Sun, 11/25/2018 - 02:04

For far too long, women have been playing catch-up when it comes to sex. From female desire to sex tech, Sharon Walker talks to five women at the forefront of radical change

When Stephanie Theobald recently gave a talk called “Sex and Judgment” at Oxford University, her new memoir, Sex Drive, sold out. In the book, Theobald explores female sexual pleasure as one of a growing band of sex-positive feminists challenging cultural expectations. They range from computer scientists to therapists, and their shared mission is to enable women to speak up about their unspoken sexual desires. The fact that Gwyneth Paltrow’s new Goop pop-up store in Notting Hill features a glass cabinet of sex toys as well as cashmere jumpers is, says Theobald, “a step in the right direction. It might still need the Trojan Horse of ‘wellness’ to get women’s sexual pleasure through the door, but it’s great that it is being talked about in the mainstream.”

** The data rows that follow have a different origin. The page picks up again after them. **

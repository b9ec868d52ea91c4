use std::error::Error;

use once_cell::sync::Lazy;
use regex::Regex;
use serde::Deserialize;
use serde::Serialize;

use coords::Coord;
use coords::Orientation;
use errors::EmitWarning;
use errors::ParseError;
use grid::Cell;
use grid::Column;
use grid::Entity;
use grid::Grid;
use grid::Kind;
use hints;

pub const HEADER: &str = "Hexcells level v1";

/// Side of the square token frame a level must fit in.
pub const FRAME: usize = 33;

/// A decoded level: metadata plus the populated grid, hints recomputed.
#[derive(Clone, Debug)]
pub struct Level {
    pub title: String,
    pub author: String,
    pub information: String,
    pub grid: Grid,
}

#[derive(Copy, Clone, Debug, Default)]
pub struct EmitOptions {
    /// Prefix every line with a tab, the clipboard-friendly shape.
    pub padding: bool,
    /// Emit the current display state instead of the pristine revealed flags.
    pub display: bool,
}

// ---------------------------------------------------------------------------
// Decoding

type Frame<T> = Vec<Vec<T>>;

fn char_frame_of_text(text: &str) -> Result<Frame<(char, char)>, Box<dyn Error>> {
    let lines: Vec<_> = text.trim().split('\n').collect();
    if lines.len() != FRAME + 5 {
        return Err(Box::new(ParseError(format!(
            "wrong number of lines, got {}, expected {}",
            lines.len(),
            FRAME + 5
        ))));
    }
    let mut frame = vec![];
    for line in &lines[5..] {
        let line = line.trim();
        if line.len() != FRAME * 2 {
            return Err(Box::new(ParseError(format!(
                "all rows should have {} characters, found one with {}",
                FRAME * 2,
                line.len()
            ))));
        }
        let chars: Vec<_> = line.chars().collect();
        let row: Vec<_> = chars
            .chunks(2)
            .map(|chunk| match chunk {
                [left, right] => (*left, *right),
                _ => unreachable!(),
            })
            .collect();
        frame.push(row);
    }
    Ok(frame)
}

enum TokenLeft {
    Dot,
    SmallO,
    BigO,
    SmallX,
    BigX,
    Slash,
    Backslash,
    Pipe,
}

enum TokenRight {
    Dot,
    Plus,
    C,
    N,
}

fn lex_left(c: char) -> Result<TokenLeft, Box<dyn Error>> {
    type L = TokenLeft;
    match c {
        '.' => Ok(L::Dot),
        'o' => Ok(L::SmallO),
        'O' => Ok(L::BigO),
        'x' => Ok(L::SmallX),
        'X' => Ok(L::BigX),
        '/' => Ok(L::Slash),
        '\\' => Ok(L::Backslash),
        '|' => Ok(L::Pipe),
        _ => Err(Box::new(ParseError(format!("unknown left token '{}'", c)))),
    }
}

fn lex_right(c: char) -> Result<TokenRight, Box<dyn Error>> {
    type R = TokenRight;
    match c {
        '.' => Ok(R::Dot),
        '+' => Ok(R::Plus),
        'c' => Ok(R::C),
        'n' => Ok(R::N),
        _ => Err(Box::new(ParseError(format!("unknown right token '{}'", c)))),
    }
}

fn show_info_of(r: &TokenRight) -> u8 {
    match r {
        TokenRight::Dot => 0,
        TokenRight::Plus => 1,
        TokenRight::C | TokenRight::N => 2,
    }
}

fn parse_token(l: TokenLeft, r: TokenRight) -> Result<Option<Entity>, Box<dyn Error>> {
    type L = TokenLeft;
    type R = TokenRight;
    match (l, r) {
        (L::Dot, R::Dot) => Ok(None),
        (L::Dot, _right) => Err(Box::new(ParseError("hint flag on an empty slot".into()))),
        (L::SmallO, right) => Ok(Some(Entity::Cell(Cell::new(
            Kind::Empty,
            false,
            show_info_of(&right),
        )))),
        (L::BigO, right) => Ok(Some(Entity::Cell(Cell::new(
            Kind::Empty,
            true,
            show_info_of(&right),
        )))),
        (L::SmallX, right) => Ok(Some(Entity::Cell(Cell::new(
            Kind::Full,
            false,
            show_info_of(&right),
        )))),
        (L::BigX, right) => Ok(Some(Entity::Cell(Cell::new(
            Kind::Full,
            true,
            show_info_of(&right),
        )))),
        (_left @ (L::Slash | L::Backslash | L::Pipe), R::Dot) => {
            Err(Box::new(ParseError("column marker without a number".into())))
        }
        (L::Slash, right) => Ok(Some(Entity::Column(Column::new(
            Orientation::BottomLeft,
            matches!(right, R::C | R::N),
        )))),
        (L::Backslash, right) => Ok(Some(Entity::Column(Column::new(
            Orientation::BottomRight,
            matches!(right, R::C | R::N),
        )))),
        (L::Pipe, right) => Ok(Some(Entity::Column(Column::new(
            Orientation::Bottom,
            matches!(right, R::C | R::N),
        )))),
    }
}

/// Decode one level text into a [Level] with all hints recomputed.
pub fn decode(text: &str) -> Result<Level, Box<dyn Error>> {
    let lines: Vec<_> = text.trim().split('\n').collect();
    if lines.is_empty() || lines[0].trim() != HEADER {
        return Err(Box::new(ParseError("missing header line".into())));
    }
    let frame = char_frame_of_text(text)?;
    let title = lines[1].trim().to_string();
    let author = lines[2].trim().to_string();
    // The information may occupy one or both of the two metadata lines;
    // accept both shapes.
    let information = lines[3..5]
        .iter()
        .map(|l| l.trim())
        .filter(|l| !l.is_empty())
        .collect::<Vec<_>>()
        .join("\n");

    let mut grid = Grid::new();
    for (y, row) in frame.iter().enumerate() {
        for (x, (left, right)) in row.iter().enumerate() {
            let left = lex_left(*left)?;
            let right = lex_right(*right)?;
            if let Some(entity) = parse_token(left, right)? {
                grid.place(Coord::new(x as isize, y as isize), entity);
            }
        }
    }
    hints::full_update(&mut grid);
    Ok(Level {
        title,
        author,
        information,
        grid,
    })
}

static HEADER_RE: Lazy<Regex> =
    Lazy::new(|| Regex::new(r"(?m)^[ \t]*Hexcells level v1[ \t]*\r?$").expect("static regex"));

/// Split a text that may hold several levels into one block per level.
/// A block starts at each header line and runs to the next one.
pub fn split_levels(text: &str) -> Vec<String> {
    let starts: Vec<usize> = HEADER_RE.find_iter(text).map(|m| m.start()).collect();
    let mut blocks = vec![];
    for (i, start) in starts.iter().enumerate() {
        let end = starts.get(i + 1).cloned().unwrap_or(text.len());
        blocks.push(text[*start..end].trim_end().to_string());
    }
    blocks
}

/// Decode every level of a possibly multi-level text. The titles are what a
/// host shows as tab labels.
pub fn load_all(text: &str) -> Result<Vec<Level>, Box<dyn Error>> {
    let mut levels = vec![];
    for block in split_levels(text) {
        levels.push(decode(&block)?);
    }
    Ok(levels)
}

// ---------------------------------------------------------------------------
// Encoding

/// Cells reserved for the host game's UI, one row per frame row.
/// `*` is soft-reserved (overlays: the top-left logo wedge and the counter
/// block in the top-right corner), ` ` is hard-reserved, `.` is free.
static UI_MASK: [&str; FRAME] = [
    "*****.......................**   ",
    "****........................**   ",
    "****........................**   ",
    "***.........................**   ",
    "***.........................*****",
    "**..........................*****",
    "**...............................",
    "*................................",
    "*................................",
    ".................................",
    ".................................",
    ".................................",
    ".................................",
    ".................................",
    ".................................",
    ".................................",
    ".................................",
    ".................................",
    ".................................",
    ".................................",
    ".................................",
    ".................................",
    ".................................",
    ".................................",
    ".................................",
    ".................................",
    ".................................",
    ".................................",
    ".................................",
    ".................................",
    ".................................",
    ".................................",
    ".................................",
];

static MASK: Lazy<Frame<char>> = Lazy::new(|| {
    let mask: Frame<char> = UI_MASK.iter().map(|row| row.chars().collect()).collect();
    for row in &mask {
        assert_eq!(row.len(), FRAME);
    }
    mask
});

fn mask_at(x: isize, y: isize) -> char {
    MASK[y as usize][x as usize]
}

/// Pick the translation that keeps the content inside the frame, overlaps the
/// reserved mask as little as possible, and sits closest to the board center.
/// Returns the translation together with the hard-overlap count of the
/// winner.
fn pick_translation(coords: &[Coord]) -> ((isize, isize), usize) {
    let minx = coords.iter().map(|c| c.x()).min().expect("non-empty");
    let maxx = coords.iter().map(|c| c.x()).max().expect("non-empty");
    let miny = coords.iter().map(|c| c.y()).min().expect("non-empty");
    let maxy = coords.iter().map(|c| c.y()).max().expect("non-empty");
    let frame = FRAME as isize;
    let mut best: Option<((usize, usize, isize), (isize, isize))> = None;
    for dx in -minx..=(frame - 1 - maxx) {
        for dy in -miny..=(frame - 1 - maxy) {
            let mut hard = 0;
            let mut soft = 0;
            for c in coords {
                match mask_at(c.x() + dx, c.y() + dy) {
                    ' ' => hard += 1,
                    '*' => soft += 1,
                    _ => (),
                }
            }
            // Squared distance of the content center from the board center,
            // scaled by 4 to stay integral.
            let ex = minx + maxx + 2 * dx - (frame - 1);
            let ey = miny + maxy + 2 * dy - (frame - 1);
            let d2 = ex * ex + ey * ey;
            let key = (hard, soft, d2);
            match best {
                Some((best_key, _)) if best_key <= key => (),
                _ => best = Some((key, (dx, dy))),
            }
        }
    }
    let (key, translation) = best.expect("at least one translation fits");
    (translation, key.0)
}

fn cell_tokens(cell: &Cell, display: bool) -> (char, char) {
    let shown = if display {
        cell.display().is_some()
    } else {
        cell.revealed
    };
    let left = match (cell.kind, shown) {
        (Kind::Empty, false) => 'o',
        (Kind::Empty, true) => 'O',
        (Kind::Full, false) => 'x',
        (Kind::Full, true) => 'X',
    };
    let right = match cell.show_info {
        0 => '.',
        1 => '+',
        _ => match cell.together() {
            Some(false) => 'n',
            _ => 'c',
        },
    };
    (left, right)
}

fn column_tokens(col: &Column) -> (char, char) {
    let left = match col.orientation {
        Orientation::BottomRight => '\\',
        Orientation::Bottom => '|',
        Orientation::BottomLeft => '/',
    };
    let right = if col.show_info {
        match col.together() {
            Some(false) => 'n',
            _ => 'c',
        }
    } else {
        '+'
    };
    (left, right)
}

/// Emit a level in the text format. Non-fatal layout complaints come back as
/// a secondary value next to the best-effort output.
pub fn encode(level: &Level, opts: EmitOptions) -> (String, Option<EmitWarning>) {
    let coords = level.grid.coords();
    let mut warning = None;
    let (dx, dy) = if coords.is_empty() {
        (0, 0)
    } else {
        let bounds = level.grid.bounds().expect("non-empty grid");
        if bounds.width() > FRAME as isize || bounds.height() > FRAME as isize {
            warning = Some(if bounds.width() > FRAME as isize {
                EmitWarning::TooWide
            } else {
                EmitWarning::TooTall
            });
            // Best effort: anchor at the top-left corner, clip the rest.
            (-bounds.min.x(), -bounds.min.y())
        } else {
            let (translation, hard) = pick_translation(&coords);
            if hard > 0 {
                warning = Some(EmitWarning::OverlapsUI);
            }
            translation
        }
    };

    let mut frame = vec![vec![('.', '.'); FRAME]; FRAME];
    for (coord, entity) in level.grid.iter() {
        let x = coord.x() + dx;
        let y = coord.y() + dy;
        if x < 0 || x >= FRAME as isize || y < 0 || y >= FRAME as isize {
            continue; // clipped, already warned
        }
        let tokens = match entity {
            Entity::Cell(cell) => cell_tokens(cell, opts.display),
            Entity::Column(col) => column_tokens(col),
        };
        frame[y as usize][x as usize] = tokens;
    }

    let mut lines = vec![
        HEADER.to_string(),
        level.title.clone(),
        level.author.clone(),
    ];
    // A single-line information gets a blank line prefixed; a two-line one is
    // written as-is.
    match level.information.find('\n') {
        None => {
            lines.push(String::new());
            lines.push(level.information.clone());
        }
        Some(at) => {
            lines.push(level.information[..at].to_string());
            lines.push(level.information[at + 1..].replace('\n', " "));
        }
    }
    for row in &frame {
        let mut line = String::with_capacity(FRAME * 2);
        for (left, right) in row {
            line.push(*left);
            line.push(*right);
        }
        lines.push(line);
    }
    let text = if opts.padding {
        lines
            .iter()
            .map(|l| format!("\t{}", l))
            .collect::<Vec<_>>()
            .join("\n")
    } else {
        lines.join("\n")
    };
    (text, warning)
}
use std::error::Error;
use std::fs;
use std::fs::File;
use std::io::ErrorKind;
use std::io::Read;
use std::io::Write;
use std::path::PathBuf;

use serde::Deserialize;
use serde::Serialize;

pub fn sha256<T: Serialize>(data: &T) -> String {
    let serialized = serde_json::to_string(data).expect("Failed to serialize the key");
    crypto_hash::hex_digest(crypto_hash::Algorithm::SHA256, serialized.as_bytes())
}

#[derive(Serialize, Deserialize)]
struct SaveState {
    state: String,
    mistakes: u32,
}

/// Persistent play progress, one JSON file per level. The index key is the
/// exact pristine level text, hashed to a file name; the value is the level
/// text with the current display state plus the mistake counter.
pub struct Store {
    dir: PathBuf,
}

impl Store {
    pub fn open<P: Into<PathBuf>>(dir: P) -> Store {
        Store { dir: dir.into() }
    }

    fn path_of(&self, level: &str) -> PathBuf {
        let mut path = self.dir.clone();
        path.push(sha256(&level));
        path
    }

    pub fn get(&self, level: &str) -> Result<Option<(String, u32)>, Box<dyn Error>> {
        let path = self.path_of(level);
        let mut file = match File::open(&path) {
            Ok(file) => file,
            Err(error) => match error.kind() {
                ErrorKind::NotFound => return Ok(None),
                _ => return Err(format!("Error while opening save: {}", error).into()),
            },
        };
        let mut contents = String::new();
        file.read_to_string(&mut contents)?;
        let save: SaveState = serde_json::from_str(&contents)?;
        Ok(Some((save.state, save.mistakes)))
    }

    pub fn put(&self, level: &str, state: &str, mistakes: u32) -> Result<(), Box<dyn Error>> {
        fs::create_dir_all(&self.dir)?;
        let save = SaveState {
            state: state.to_string(),
            mistakes,
        };
        let json = serde_json::to_string(&save)?;
        // Write to a tmp name first and rename atomically, so an interrupted
        // write never corrupts an existing save.
        let mut tmppath = self.dir.clone();
        tmppath.push("tmp");
        {
            let mut file = File::create(&tmppath)?;
            file.write_all(json.as_bytes())?;
        }
        fs::rename(tmppath, self.path_of(level))?;
        Ok(())
    }

    pub fn delete(&self, level: &str) -> Result<(), Box<dyn Error>> {
        match fs::remove_file(self.path_of(level)) {
            Ok(()) => Ok(()),
            Err(error) => match error.kind() {
                ErrorKind::NotFound => Ok(()),
                _ => Err(format!("Error while clearing save: {}", error).into()),
            },
        }
    }
}

#[cfg(test)]
mod tests {
    use super::*;
    use std::time::SystemTime;
    use std::time::UNIX_EPOCH;

    fn scratch_store(tag: &str) -> Store {
        let stamp = SystemTime::now()
            .duration_since(UNIX_EPOCH)
            .expect("clock")
            .as_nanos();
        let mut dir = std::env::temp_dir();
        dir.push(format!("hexkit-store-{}-{}", tag, stamp));
        Store::open(dir)
    }

    #[test]
    pub fn test_missing_level_is_none() {
        let store = scratch_store("missing");
        assert!(store.get("never stored").unwrap().is_none());
    }

    #[test]
    pub fn test_put_get_round_trip() {
        let store = scratch_store("roundtrip");
        let level = "Hexcells level v1\nsome\nlevel\n\n\ntext";
        let state = "Hexcells level v1\nsome\nlevel\n\n\ntext with progress";
        store.put(level, state, 3).unwrap();
        let (got_state, got_mistakes) = store.get(level).unwrap().expect("stored");
        assert_eq!(got_state, state);
        assert_eq!(got_mistakes, 3);
        // Overwrites keep the latest state
        store.put(level, state, 4).unwrap();
        assert_eq!(store.get(level).unwrap().expect("stored").1, 4);
    }

    #[test]
    pub fn test_progress_restore_through_the_store() {
        use codec::EmitOptions;
        use coords::Coord;
        use grid::Kind;
        use scene::Outcome;
        use scene::Scene;

        let mut lines = vec![
            "Hexcells level v1".to_string(),
            "store test".to_string(),
            "tester".to_string(),
            String::new(),
            String::new(),
        ];
        for y in 0..33 {
            let mut row = vec![".."; 33];
            if y == 16 {
                row[16] = "x.";
                row[18] = "o.";
            }
            lines.push(row.concat());
        }
        let text = lines.join("\n");

        let mut scene = Scene::load_text(&text).unwrap();
        let (pristine, _) = scene.save_text(EmitOptions::default());
        assert_eq!(scene.reveal(&Coord::new(16, 16), Kind::Empty), Outcome::Mistake);
        assert_eq!(scene.reveal(&Coord::new(16, 16), Kind::Full), Outcome::Correct);
        let (progress, _) = scene.save_text(EmitOptions {
            padding: false,
            display: true,
        });

        let store = scratch_store("progress");
        store.put(&pristine, &progress, scene.mistakes()).unwrap();

        let (state, mistakes) = store.get(&pristine).unwrap().expect("stored");
        let mut restored = Scene::load_text(&state).unwrap();
        restored.set_mistakes(mistakes);
        assert_eq!(restored.mistakes(), 1);
        assert_eq!(restored.remaining(), 0);
        let shown: Vec<_> = restored
            .grid()
            .iter_cells()
            .map(|(_, cell)| cell.display())
            .collect();
        assert_eq!(shown, vec![Some(Kind::Full), None]);
    }

    #[test]
    pub fn test_keys_do_not_collide() {
        let store = scratch_store("keys");
        store.put("level a", "state a", 0).unwrap();
        store.put("level b", "state b", 1).unwrap();
        assert_eq!(store.get("level a").unwrap().expect("stored").0, "state a");
        assert_eq!(store.get("level b").unwrap().expect("stored").0, "state b");
        store.delete("level a").unwrap();
        assert!(store.get("level a").unwrap().is_none());
        assert!(store.get("level b").unwrap().is_some());
    }
}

In these post #MeToo days, when sex is often presented as immoral, dangerous or potentially illegal, female pleasure has, according to Theobald, become politically important. “Anger is not going to get us anywhere,” she says, which is why she is calling for a pleasure revolution. “The first sexual revolution,” she says, “was about male desire. Back in the 1970s men were still asking if women had orgasms and if they did, who cares? #MeToo was about men imposing their pleasure on women. The pleasure revolution is about women asserting their own pleasure.”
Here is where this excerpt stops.